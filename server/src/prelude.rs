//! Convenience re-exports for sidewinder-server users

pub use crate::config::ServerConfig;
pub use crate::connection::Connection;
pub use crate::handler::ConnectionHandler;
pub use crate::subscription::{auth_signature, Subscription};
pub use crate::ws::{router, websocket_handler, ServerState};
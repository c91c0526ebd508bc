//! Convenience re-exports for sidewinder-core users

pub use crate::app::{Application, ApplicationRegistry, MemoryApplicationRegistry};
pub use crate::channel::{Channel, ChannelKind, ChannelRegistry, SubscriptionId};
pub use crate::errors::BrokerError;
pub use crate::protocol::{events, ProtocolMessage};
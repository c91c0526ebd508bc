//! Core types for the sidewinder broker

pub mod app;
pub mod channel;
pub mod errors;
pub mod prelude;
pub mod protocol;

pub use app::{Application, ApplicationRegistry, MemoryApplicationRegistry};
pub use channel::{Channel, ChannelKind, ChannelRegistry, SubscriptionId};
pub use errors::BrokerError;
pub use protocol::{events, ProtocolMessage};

## Description of the task
Would you be able to transcribe every line of the data exactly?

## Answer section
filename server/src/prelude.rs
//! Convenience re-exports for sidewinder-server users

pub use crate::config::ServerConfig;
pub use crate::connection::Connection;
pub use crate::handler::ConnectionHandler;
pub use crate::subscription::{auth_signature, Subscription};
pub use crate::ws::{router, websocket_handler, ServerState};
repository c91c0526ebd508bc
//! Convenience re-exports for sidewinder-core users

pub use crate::app::{Application, ApplicationRegistry, MemoryApplicationRegistry};
pub use crate::channel::{Channel, ChannelKind, ChannelRegistry, SubscriptionId};
pub use crate::errors::BrokerError;
pub use crate::protocol::{events, ProtocolMessage};
repository c91c0526ebd508bc
//! Core types for the sidewinder broker

pub mod app;
pub mod channel;
pub mod errors;
pub mod prelude;
pub mod protocol;

pub use app::{Application, ApplicationRegistry, MemoryApplicationRegistry};
pub use channel::{Channel, ChannelKind, ChannelRegistry, SubscriptionId};
pub use errors::BrokerError;
pub use protocol::{events, ProtocolMessage};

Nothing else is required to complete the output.